ティナが男の人だとわかったのは、女の人にしては低い声と、身長もかなり高かったからだ。


 それでも今すこし確信が持てなかったティナは直接聞いてみることにした。


 「あなた……男ですか?」


 「ええ、男ですよ」


 笑顔で返された。


 その余裕で大人な態度に言いようのない敗北感を覚えるティナ。


 「えっと……」


 落ち込んでいるティナを見て戸惑う男。


 「なんであんなきれいな人が男なのよ、不公平じゃない。けど、身長も高いし、声も低いから……」


 「あの?」


 ふと気づいたら男は鼻がくっつきそうなほど近くによってきていた。


 「な、なんですか!? いきなり──わっ!」


 慌てて離れようとして、尻餅をつくティナ。


 「イタタタ」


 「大丈夫ですか?」


 男が手をさしのべてきた。


 とっさに手をとろうとしてしまい、慌てて跳ね起きる。


 「いきなりなにするんですか!?」


 とりあえずさっきのことを問いただす。


 「なにって、しりもちをつかれたので」


 「そっちじゃないです!どうしてあんな近くに寄ってきたんですか!」


 「話しかけても反応が無かったので」


 だからってあんな近くに寄らなくてもいいだろう。

 

 あれではまるでキスしようとしていたみたいではないか。


 そこまで考えて顔を真っ赤にしてしまうティナ。


 「大丈夫ですか? 顔が赤いです。熱があるのかも」


 「ちがいます!そんなんじゃないです!……だからおでこに手を当てようとしないでください!」


 「しかし、ティナさんはあまり大きな声で怒鳴ったりなさらないお方だと聞いています。それなのに、こんなに怒鳴られて……。やはりどこか体調が悪いのでは?」


 「私を怒鳴らせている原因はすべてあなたにあるんです!………『聞いています』?」


 引っかかる言い回しをする男。しかし、

 

 「そうですか……。原因は僕だったのですね。ならば仕方ありません。これ以上お体に障らないよう、僕はここを去りましょう」


 といって、こちらの話を聞かずどこかに行こうとする。


 ティナは慌てて止めた。


 「ちょっとまってください! さっきのは…えっと………その……、キスされるかもって思って」


 急いで弁明しようとし、思い出したせいで後半はとても消え入りそうなほど小さくなってしまった。


 案の定、男には聞こえていなかったらしく、


 「やっぱりどこか悪いところが」


 「………キスされるかもって……」


 「なんと言っているのですか? もう少し大きい声でないと」


 「だからキス………」


 「はい?」


 なおも男は聞き返してくる。


 そしてとうとうティナがキレた。


 「キスされるかもって思ったって言ってんのよ!!!!」


 大きい声で怒鳴り散らしてしまう。自分の敬語口調もはずれていた。


 一瞬、妙な間が空く。


 涙目になって顔も真っ赤のままのティナ。しかし、今度うろたえたのは、男のほうだった。

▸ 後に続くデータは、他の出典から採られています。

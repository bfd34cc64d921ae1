//! Language bindings mapping editor language identifiers to grammars and
//! to the node-type sets the completion predicates consult.

use once_cell::sync::Lazy;
use serde::{Deserialize, Serialize};
use std::collections::HashMap;
use tree_sitter::Language;

/// Languages with a registered grammar binding.
#[derive(Debug, Clone, Copy, Serialize, Deserialize, Eq, Hash, PartialEq)]
pub enum LanguageId {
    Rust,
    Python,
    JavaScript,
    TypeScript,
    Go,
    Java,
}

impl LanguageId {
    /// Resolve an editor language identifier (or file extension) to a
    /// supported language. Lookup is by identifier only, never by content
    /// heuristics.
    pub fn from_identifier(id: &str) -> Option<Self> {
        match id.to_ascii_lowercase().as_str() {
            "rust" | "rs" => Some(LanguageId::Rust),
            "python" | "py" => Some(LanguageId::Python),
            "javascript" | "js" | "jsx" | "javascriptreact" => Some(LanguageId::JavaScript),
            "typescript" | "ts" | "tsx" | "typescriptreact" => Some(LanguageId::TypeScript),
            "go" | "golang" => Some(LanguageId::Go),
            "java" => Some(LanguageId::Java),
            _ => None,
        }
    }
}

impl std::fmt::Display for LanguageId {
    fn fmt(&self, f: &mut std::fmt::Formatter<'_>) -> std::fmt::Result {
        let name = match self {
            LanguageId::Rust => "Rust",
            LanguageId::Python => "Python",
            LanguageId::JavaScript => "JavaScript",
            LanguageId::TypeScript => "TypeScript",
            LanguageId::Go => "Go",
            LanguageId::Java => "Java",
        };
        write!(f, "{}", name)
    }
}

/// Immutable per-language binding: the grammar handle plus the node-type
/// names the classifier and gate treat as function-like, body containers,
/// and control flow.
pub struct LanguageBinding {
    pub id: LanguageId,
    language: Language,
    pub function_types: &'static [&'static str],
    pub body_container_types: &'static [&'static str],
    pub control_flow_types: &'static [&'static str],
}

impl LanguageBinding {
    pub fn language(&self) -> &Language {
        &self.language
    }

    pub fn is_function_like(&self, kind: &str) -> bool {
        self.function_types.contains(&kind)
    }

    pub fn is_body_container(&self, kind: &str) -> bool {
        self.body_container_types.contains(&kind)
    }

    pub fn is_control_flow(&self, kind: &str) -> bool {
        self.control_flow_types.contains(&kind)
    }

    /// Indentation-based languages use a no-op keyword instead of an empty
    /// brace pair for placeholder bodies.
    pub fn placeholder_body(&self) -> Option<&'static str> {
        match self.id {
            LanguageId::Python => Some("pass"),
            _ => None,
        }
    }
}

static REGISTRY: Lazy<HashMap<LanguageId, LanguageBinding>> = Lazy::new(|| {
    let mut bindings = HashMap::new();

    bindings.insert(
        LanguageId::Rust,
        LanguageBinding {
            id: LanguageId::Rust,
            language: tree_sitter_rust::LANGUAGE.into(),
            function_types: &["function_item", "closure_expression"],
            body_container_types: &["block", "declaration_list", "field_declaration_list"],
            control_flow_types: &[
                "if_expression",
                "for_expression",
                "while_expression",
                "loop_expression",
                "match_expression",
            ],
        },
    );

    bindings.insert(
        LanguageId::Python,
        LanguageBinding {
            id: LanguageId::Python,
            language: tree_sitter_python::LANGUAGE.into(),
            function_types: &["function_definition"],
            body_container_types: &["block"],
            control_flow_types: &[
                "if_statement",
                "for_statement",
                "while_statement",
                "try_statement",
                "match_statement",
                "with_statement",
            ],
        },
    );

    bindings.insert(
        LanguageId::JavaScript,
        LanguageBinding {
            id: LanguageId::JavaScript,
            language: tree_sitter_javascript::LANGUAGE.into(),
            function_types: &[
                "function_declaration",
                "function_expression",
                "generator_function_declaration",
                "arrow_function",
                "method_definition",
            ],
            body_container_types: &["statement_block", "class_body"],
            control_flow_types: &[
                "if_statement",
                "for_statement",
                "while_statement",
                "do_statement",
                "switch_statement",
                "for_in_statement",
                "try_statement",
            ],
        },
    );

    bindings.insert(
        LanguageId::TypeScript,
        LanguageBinding {
            id: LanguageId::TypeScript,
            language: tree_sitter_typescript::LANGUAGE_TSX.into(),
            function_types: &[
                "function_declaration",
                "function_expression",
                "generator_function_declaration",
                "arrow_function",
                "method_definition",
            ],
            body_container_types: &[
                "statement_block",
                "class_body",
                "interface_body",
                "enum_body",
            ],
            control_flow_types: &[
                "if_statement",
                "for_statement",
                "while_statement",
                "do_statement",
                "switch_statement",
                "for_in_statement",
                "try_statement",
            ],
        },
    );

    bindings.insert(
        LanguageId::Go,
        LanguageBinding {
            id: LanguageId::Go,
            language: tree_sitter_go::LANGUAGE.into(),
            function_types: &["function_declaration", "method_declaration", "func_literal"],
            body_container_types: &["block"],
            control_flow_types: &[
                "if_statement",
                "for_statement",
                "expression_switch_statement",
                "type_switch_statement",
                "select_statement",
            ],
        },
    );

    bindings.insert(
        LanguageId::Java,
        LanguageBinding {
            id: LanguageId::Java,
            language: tree_sitter_java::LANGUAGE.into(),
            function_types: &["method_declaration", "constructor_declaration"],
            body_container_types: &[
                "block",
                "constructor_body",
                "class_body",
                "interface_body",
                "enum_body",
            ],
            control_flow_types: &[
                "if_statement",
                "for_statement",
                "enhanced_for_statement",
                "while_statement",
                "do_statement",
                "switch_expression",
                "try_statement",
            ],
        },
    );

    bindings
});

/// Force registry construction. Safe to call more than once; repeated
/// initialization is a no-op.
pub fn init() {
    Lazy::force(&REGISTRY);
}

/// Resolve a language identifier to its binding. `None` is the
/// deterministic "not supported" result; callers degrade to text-only
/// behavior rather than failing.
pub fn resolve(language_id: &str) -> Option<&'static LanguageBinding> {
    let id = LanguageId::from_identifier(language_id)?;
    REGISTRY.get(&id)
}

/// All registered bindings, in no particular order.
pub fn all() -> impl Iterator<Item = &'static LanguageBinding> {
    REGISTRY.values()
}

 「え、えぇ!? そ、そのようなことを勘違いさせてしまうとは!た、たた大変ご無礼を!」


 慌てすぎて、ただでさえ丁寧な口調が、さらに丁寧になって時代錯誤をしているような言葉が飛び出す。


 他人が慌てている様を見て、すこし冷静になるティナ。


 そして、慌てている男を落ち着かせるため、さっきのしかけた質問をもう1度する。


 「私のことを聞いているって言ってましたよね?誰に聞いたんですか?」


 「え!? そ、それは昨日泊めてくれたお方にこの町のお店の事などを聞かせてもらっていると、『魔法売り』と言う仕事をしている女の子がいると言っていたので、どこに行けば会えるのか聞くと、今日この場所に待っていたら来るようにしといた、と言われたのでここで待っていたんです」


 一気に話しながら、男も落ち着いてきた。


 このことを聞いて、ティナにはそれが誰だかもう察しがついていた。


 ──この人を泊めたのは絶対にナターシャおばさんね……。ナターシャおばさんったら、昨日、やたらと炎魔法の量が多かったのは、私に在庫を尽きさせて調達させる意味もあったのか……


 まんまとしてやられた。


 ──それに、この人に私のことをはなしたのはレンくんにお使いを頼んだ後。つまり、ナターシャおばさんはこの人に魔法売りのことを聞かれなくても私のことを話してあわせるつもりだったに違いない


 なぜナターシャが、そんなことをする必要があるのか。


 決まっている。私に男を紹介してつき合わせるためだ。


 以前、ナターシャにティナは、ボーイフレンドはつくらないのか? と聞かれたことがある。作らないし、いらない、とゆったら、とても残念そうな顔をしていたのを覚えている。


 おそらく、私が16にもなるのに男友達1人いないのを心配して、この男を私に会わせようとしたのだろう。


 大きなお世話…と言いたいところだが、ナターシャのおせっかいは今に始まったことではないので、私はただため息をついた。

 




 


 

読んでくださってありがとうございます!

この話はすこし後に引く話になります。ので、なるべく早く書き上がらせれるようがんばります!


では、また次回!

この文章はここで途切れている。